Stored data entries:
use crate::codec::{Codec, Dimensions};
use crate::config::{FailurePolicy, IngestConfig};
use crate::error::{CodecError, IngestError, Result};
use crate::grid::PixelGrid;
use crate::normalize::normalize;
use crate::task::{DecodeTask, Sink, TaskStage};
use std::any::Any;
use std::io::Cursor;
use std::panic::{self, AssertUnwindSafe};
use std::sync::{Arc, mpsc};
use std::thread;
use tracing::{debug, info, info_span, instrument, trace, warn};

#[cfg(feature = "parallel")]
use rayon::prelude::*;

/// Where a successfully decoded grid ended up.
#[derive(Debug)]
pub enum Delivery {
    /// Handed to the task's sink.
    Sink,
    /// Task had no sink; the grid is returned here.
    Grid(PixelGrid),
    /// Decoded, but not delivered because another task in the batch failed
    /// under [`FailurePolicy::AllOrNothing`].
    Withheld,
}

/// Result of one task, keyed by its label.
#[derive(Debug)]
pub struct TaskReport {
    pub label: String,
    pub outcome: Result<Delivery>,
}

impl TaskReport {
    pub fn is_ok(&self) -> bool {
        self.outcome.is_ok()
    }

    pub fn grid(&self) -> Option<&PixelGrid> {
        match &self.outcome {
            Ok(Delivery::Grid(g)) => Some(g),
            _ => None,
        }
    }
}

/// Reports for a whole batch, in submission order.
#[derive(Debug)]
pub struct BatchReport {
    pub tasks: Vec<TaskReport>,
}

impl BatchReport {
    pub fn len(&self) -> usize {
        self.tasks.len()
    }

    pub fn is_empty(&self) -> bool {
        self.tasks.is_empty()
    }

    pub fn is_success(&self) -> bool {
        self.tasks.iter().all(TaskReport::is_ok)
    }

    pub fn failures(&self) -> impl Iterator<Item = &TaskReport> {
        self.tasks.iter().filter(|t| !t.is_ok())
    }

    pub fn first_failure(&self) -> Option<&IngestError> {
        self.tasks.iter().find_map(|t| t.outcome.as_ref().err())
    }

    /// Returned grids by label, or the first failure if any task failed.
    /// Grids already handed to sinks are not included.
    pub fn into_grids(self) -> Result<Vec<(String, PixelGrid)>> {
        let mut grids = Vec::with_capacity(self.tasks.len());
        for task in self.tasks {
            match task.outcome? {
                Delivery::Grid(g) => grids.push((task.label, g)),
                Delivery::Sink | Delivery::Withheld => {}
            }
        }
        Ok(grids)
    }
}

/// Outcome of a task before the batch policy has been applied.
enum Finished {
    Published,
    Returned(PixelGrid),
    Pending(PixelGrid, Sink),
}

type Slot = (usize, Result<Finished>);

/// Tasks launched by [`dispatch`]. Results are only observable through [`Batch::join`].
pub struct Batch {
    labels: Vec<String>,
    policy: FailurePolicy,
    rx: mpsc::Receiver<Slot>,
}

impl Batch {
    pub fn len(&self) -> usize {
        self.labels.len()
    }

    pub fn is_empty(&self) -> bool {
        self.labels.is_empty()
    }

    pub fn labels(&self) -> &[String] {
        &self.labels
    }

    /// Blocks until every task has reported, then applies the failure policy.
    #[instrument(skip_all, fields(tasks = self.labels.len()))]
    pub fn join(self) -> BatchReport {
        let mut slots: Vec<Option<Result<Finished>>> = (0..self.labels.len()).map(|_| None).collect();
        // ends once every worker has dropped its sender
        for (index, result) in self.rx.iter() {
            slots[index] = Some(result);
        }
        let results = self
            .labels
            .into_iter()
            .zip(slots)
            .map(|(label, slot)| {
                let result = slot.unwrap_or_else(|| {
                    warn!(image = %label, "decode task exited without a result");
                    Err(IngestError::TaskPanicked {
                        label: label.clone(),
                    })
                });
                (label, result)
            })
            .collect();
        settle(results, self.policy)
    }
}

/// Launches one thread per task and returns without waiting for any of them.
///
/// There is no worker pool: every task starts immediately. Call [`Batch::join`]
/// before reading results; sink delivery order is unspecified.
#[instrument(skip_all, fields(tasks = tasks.len()))]
pub fn dispatch(tasks: Vec<DecodeTask>, cfg: IngestConfig) -> Result<Batch> {
    cfg.validate()?;
    if tasks.is_empty() {
        return Err(IngestError::Empty);
    }

    let cfg = Arc::new(cfg);
    let (tx, rx) = mpsc::channel::<Slot>();
    let mut labels = Vec::with_capacity(tasks.len());

    for (index, task) in tasks.into_iter().enumerate() {
        let label = task.label.clone();
        let worker_tx = tx.clone();
        let worker_cfg = Arc::clone(&cfg);
        let spawned = thread::Builder::new()
            .name(format!("{}{}", cfg.thread_name_prefix, index))
            .spawn(move || {
                let (_, result) = finish(task, &worker_cfg);
                // the batch may have been dropped without joining
                let _ = worker_tx.send((index, result));
            });
        if let Err(source) = spawned {
            warn!(image = %label, error = %source, "failed to spawn decode thread");
            let _ = tx.send((
                index,
                Err(IngestError::Spawn {
                    label: label.clone(),
                    source,
                }),
            ));
        }
        labels.push(label);
    }
    debug!(count = labels.len(), "decode tasks dispatched");

    Ok(Batch {
        labels,
        policy: cfg.failure_policy,
        rx,
    })
}

/// Decodes every task and waits for all of them.
///
/// Runs on the rayon pool when the `parallel` feature is enabled and
/// `cfg.parallel` is set; otherwise tasks run one after another on the caller's thread.
#[instrument(skip_all, fields(tasks = tasks.len()))]
pub fn decode_all(tasks: Vec<DecodeTask>, cfg: IngestConfig) -> Result<BatchReport> {
    cfg.validate()?;
    if tasks.is_empty() {
        return Err(IngestError::Empty);
    }

    #[cfg(feature = "parallel")]
    {
        if cfg.parallel {
            let results: Vec<(String, Result<Finished>)> =
                tasks.into_par_iter().map(|t| finish(t, &cfg)).collect();
            return Ok(settle(results, cfg.failure_policy));
        }
    }

    let results = tasks.into_iter().map(|t| finish(t, &cfg)).collect();
    Ok(settle(results, cfg.failure_policy))
}

/// Runs a single task on the calling thread.
pub fn run_task(task: DecodeTask, cfg: &IngestConfig) -> TaskReport {
    if let Err(e) = cfg.validate() {
        return TaskReport {
            label: task.label,
            outcome: Err(e),
        };
    }
    let (label, result) = finish(task, cfg);
    let mut tasks = settle(vec![(label, result)], cfg.failure_policy).tasks;
    tasks.remove(0)
}

/// Decodes one task and publishes it unless the policy defers delivery.
fn finish(task: DecodeTask, cfg: &IngestConfig) -> (String, Result<Finished>) {
    let DecodeTask {
        label,
        bytes,
        codec,
        sink,
    } = task;
    let result = decode_grid(&label, &bytes, codec.as_ref(), cfg).and_then(|grid| {
        match (sink, cfg.failure_policy) {
            (Some(sink), FailurePolicy::Isolate) => {
                publish(&label, sink, grid).map(|()| Finished::Published)
            }
            (Some(sink), FailurePolicy::AllOrNothing) => Ok(Finished::Pending(grid, sink)),
            (None, _) => Ok(Finished::Returned(grid)),
        }
    });
    (label, result)
}

fn settle(results: Vec<(String, Result<Finished>)>, policy: FailurePolicy) -> BatchReport {
    let deliver = match policy {
        FailurePolicy::Isolate => true,
        FailurePolicy::AllOrNothing => results.iter().all(|(_, r)| r.is_ok()),
    };
    if !deliver {
        warn!(
            failed = results.iter().filter(|(_, r)| r.is_err()).count(),
            "batch failed; withholding all decoded grids"
        );
    }
    let tasks = results
        .into_iter()
        .map(|(label, result)| {
            let outcome = result.and_then(|finished| match finished {
                Finished::Published => Ok(Delivery::Sink),
                Finished::Returned(grid) if deliver => Ok(Delivery::Grid(grid)),
                Finished::Pending(grid, sink) if deliver => {
                    publish(&label, sink, grid).map(|()| Delivery::Sink)
                }
                Finished::Returned(_) | Finished::Pending(..) => Ok(Delivery::Withheld),
            });
            TaskReport { label, outcome }
        })
        .collect();
    BatchReport { tasks }
}

/// Hands the grid to the sink. A panicking sink fails only its own task.
fn publish(label: &str, sink: Sink, grid: PixelGrid) -> Result<()> {
    let (w, h) = grid.dimensions();
    if let Err(payload) = panic::catch_unwind(AssertUnwindSafe(move || sink(grid))) {
        warn!(image = %label, reason = %panic_message(payload.as_ref()), "sink panicked");
        return Err(IngestError::TaskPanicked {
            label: label.to_string(),
        });
    }
    info!(image = %label, width = w, height = h, stage = %TaskStage::Published, "grid published");
    Ok(())
}

/// Runs one codec step, turning a panic into a `CodecError` for that step.
fn guarded<T>(step: impl FnOnce() -> std::result::Result<T, CodecError>) -> std::result::Result<T, CodecError> {
    panic::catch_unwind(AssertUnwindSafe(step))
        .unwrap_or_else(|payload| Err(CodecError::Panicked(panic_message(payload.as_ref()))))
}

fn panic_message(payload: &(dyn Any + Send)) -> String {
    payload
        .downcast_ref::<&str>()
        .map(|s| s.to_string())
        .or_else(|| payload.downcast_ref::<String>().cloned())
        .unwrap_or_else(|| "unknown panic".into())
}

/// Metadata pass, pixel pass, then normalization. Each pass reads its own cursor.
fn decode_grid(label: &str, bytes: &[u8], codec: &dyn Codec, cfg: &IngestConfig) -> Result<PixelGrid> {
    let span = info_span!("decode", image = %label, codec = codec.name());
    let _enter = span.enter();
    trace!(stage = %TaskStage::Created, bytes = bytes.len());

    let fail = |stage: TaskStage, source: CodecError| {
        debug!(%stage, error = %source, "decode step failed; task {}", TaskStage::Failed);
        IngestError::codec(label, stage, source)
    };

    debug!(stage = %TaskStage::MetadataDecoding, "decoding metadata");
    let dims = guarded(|| codec.decode_metadata(Cursor::new(bytes)))
        .map_err(|e| fail(TaskStage::MetadataDecoding, e))?;
    check_dimensions(dims, cfg.max_side).map_err(|e| fail(TaskStage::MetadataDecoding, e))?;

    debug!(stage = %TaskStage::PixelDecoding, width = dims.width, height = dims.height, "decoding pixels");
    let source = guarded(|| codec.decode_image(Cursor::new(bytes)))
        .map_err(|e| fail(TaskStage::PixelDecoding, e))?;
    let decoded = source.dimensions();
    if decoded != dims {
        warn!(
            meta_width = dims.width,
            meta_height = dims.height,
            width = decoded.width,
            height = decoded.height,
            "decoded size differs from metadata"
        );
    }

    debug!(stage = %TaskStage::Normalizing, shape = ?cfg.grid_shape, truncation = ?cfg.truncation);
    guarded(|| Ok(normalize(source.as_ref(), dims, cfg.grid_shape, cfg.truncation)))
        .map_err(|e| fail(TaskStage::Normalizing, e))
}

fn check_dimensions(dims: Dimensions, max_side: u32) -> std::result::Result<(), CodecError> {
    let Dimensions { width, height } = dims;
    if width == 0 || height == 0 {
        return Err(CodecError::EmptyImage { width, height });
    }
    if width > max_side || height > max_side {
        return Err(CodecError::TooLarge {
            width,
            height,
            max: max_side,
        });
    }
    Ok(())
}

#[cfg(test)]
mod tests {
    use super::*;

    #[test]
    fn dimension_limits() {
        assert!(check_dimensions(Dimensions::new(4, 4), 4).is_ok());
        assert!(matches!(
            check_dimensions(Dimensions::new(0, 4), 4),
            Err(CodecError::EmptyImage { width: 0, height: 4 })
        ));
        assert!(matches!(
            check_dimensions(Dimensions::new(5, 1), 4),
            Err(CodecError::TooLarge { max: 4, .. })
        ));
    }

    #[test]
    fn panics_become_step_errors() {
        let err = guarded::<()>(|| panic!("bad header")).expect_err("panicked");
        assert!(matches!(&err, CodecError::Panicked(msg) if msg == "bad header"));
        let err = guarded::<()>(|| panic!("{} rows", 3)).expect_err("panicked");
        assert!(matches!(&err, CodecError::Panicked(msg) if msg == "3 rows"));
        assert_eq!(guarded(|| Ok(7)).ok(), Some(7));
    }

    #[test]
    fn into_grids_skips_sink_deliveries() {
        let report = BatchReport {
            tasks: vec![
                TaskReport {
                    label: "a".into(),
                    outcome: Ok(Delivery::Grid(PixelGrid::new(1, 1))),
                },
                TaskReport {
                    label: "b".into(),
                    outcome: Ok(Delivery::Sink),
                },
            ],
        };
        assert!(report.is_success());
        let grids = report.into_grids().expect("no failures");
        assert_eq!(grids.len(), 1);
        assert_eq!(grids[0].0, "a");
    }

    #[test]
    fn into_grids_surfaces_first_failure() {
        let report = BatchReport {
            tasks: vec![
                TaskReport {
                    label: "ok".into(),
                    outcome: Ok(Delivery::Grid(PixelGrid::new(1, 1))),
                },
                TaskReport {
                    label: "bad".into(),
                    outcome: Err(IngestError::TaskPanicked { label: "bad".into() }),
                },
            ],
        };
        assert_eq!(report.failures().count(), 1);
        assert_eq!(report.first_failure().and_then(|e| e.label()), Some("bad"));
        assert!(report.into_grids().is_err());
    }
}
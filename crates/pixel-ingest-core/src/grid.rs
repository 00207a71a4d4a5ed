use image::{Rgba, RgbaImage};

/// Normalized 8-bit RGBA samples, stored row-major and indexed `[row][col]`.
#[derive(Debug, Clone, PartialEq, Eq)]
pub struct PixelGrid {
    width: u32,
    height: u32,
    samples: Vec<Rgba<u8>>,
}

impl PixelGrid {
    /// Allocates a grid of `width` columns by `height` rows, filled with transparent black.
    pub fn new(width: u32, height: u32) -> Self {
        let len = (width as usize) * (height as usize);
        Self {
            width,
            height,
            samples: vec![Rgba([0, 0, 0, 0]); len],
        }
    }

    /// Number of columns.
    pub fn width(&self) -> u32 {
        self.width
    }

    /// Number of rows.
    pub fn height(&self) -> u32 {
        self.height
    }

    pub fn dimensions(&self) -> (u32, u32) {
        (self.width, self.height)
    }

    pub fn get(&self, row: u32, col: u32) -> Option<&Rgba<u8>> {
        if row >= self.height || col >= self.width {
            return None;
        }
        self.samples.get(self.index(row, col))
    }

    pub(crate) fn put(&mut self, row: u32, col: u32, px: Rgba<u8>) {
        let idx = self.index(row, col);
        self.samples[idx] = px;
    }

    /// Samples of one row, or an empty slice when `row` is out of range.
    pub fn row(&self, row: u32) -> &[Rgba<u8>] {
        if row >= self.height {
            return &[];
        }
        let start = (row as usize) * (self.width as usize);
        &self.samples[start..start + self.width as usize]
    }

    /// Iterates rows top to bottom.
    pub fn rows(&self) -> impl Iterator<Item = &[Rgba<u8>]> {
        (0..self.height).map(move |r| self.row(r))
    }

    /// Nested `[row][col]` copy of the samples.
    pub fn to_rows(&self) -> Vec<Vec<Rgba<u8>>> {
        self.rows().map(|r| r.to_vec()).collect()
    }

    pub fn as_samples(&self) -> &[Rgba<u8>] {
        &self.samples
    }

    /// Converts into an `RgbaImage` where pixel `(x, y)` is `grid[y][x]`.
    pub fn to_rgba_image(&self) -> RgbaImage {
        RgbaImage::from_fn(self.width, self.height, |x, y| self.samples[self.index(y, x)])
    }

    fn index(&self, row: u32, col: u32) -> usize {
        (row as usize) * (self.width as usize) + col as usize
    }
}

#[cfg(test)]
mod tests {
    use super::*;

    #[test]
    fn new_grid_is_transparent_black() {
        let g = PixelGrid::new(3, 2);
        assert_eq!(g.dimensions(), (3, 2));
        assert_eq!(g.as_samples().len(), 6);
        assert!(g.as_samples().iter().all(|p| p.0 == [0, 0, 0, 0]));
    }

    #[test]
    fn row_major_layout() {
        let mut g = PixelGrid::new(3, 2);
        g.put(1, 2, Rgba([9, 8, 7, 6]));
        assert_eq!(g.get(1, 2), Some(&Rgba([9, 8, 7, 6])));
        assert_eq!(g.row(1)[2], Rgba([9, 8, 7, 6]));
        assert_eq!(g.as_samples()[5], Rgba([9, 8, 7, 6]));
        assert_eq!(g.get(2, 0), None);
        assert_eq!(g.get(0, 3), None);
        assert!(g.row(5).is_empty());
    }

    #[test]
    fn rgba_image_uses_col_as_x() {
        let mut g = PixelGrid::new(2, 1);
        g.put(0, 1, Rgba([1, 2, 3, 4]));
        let img = g.to_rgba_image();
        assert_eq!(img.dimensions(), (2, 1));
        assert_eq!(*img.get_pixel(1, 0), Rgba([1, 2, 3, 4]));
        assert_eq!(g.to_rows()[0][1], Rgba([1, 2, 3, 4]));
    }
}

__EXERCISE INSTRUCTIONS__: Repeat exactly the lines of the data from the first one through the line with "use std::thread;", both of them included.

__ANSWER BOX__:
use crate::codec::{Codec, Dimensions};
use crate::config::{FailurePolicy, IngestConfig};
use crate::error::{CodecError, IngestError, Result};
use crate::grid::PixelGrid;
use crate::normalize::normalize;
use crate::task::{DecodeTask, Sink, TaskStage};
use std::any::Any;
use std::io::Cursor;
use std::panic::{self, AssertUnwindSafe};
use std::sync::{Arc, mpsc};
use std::thread;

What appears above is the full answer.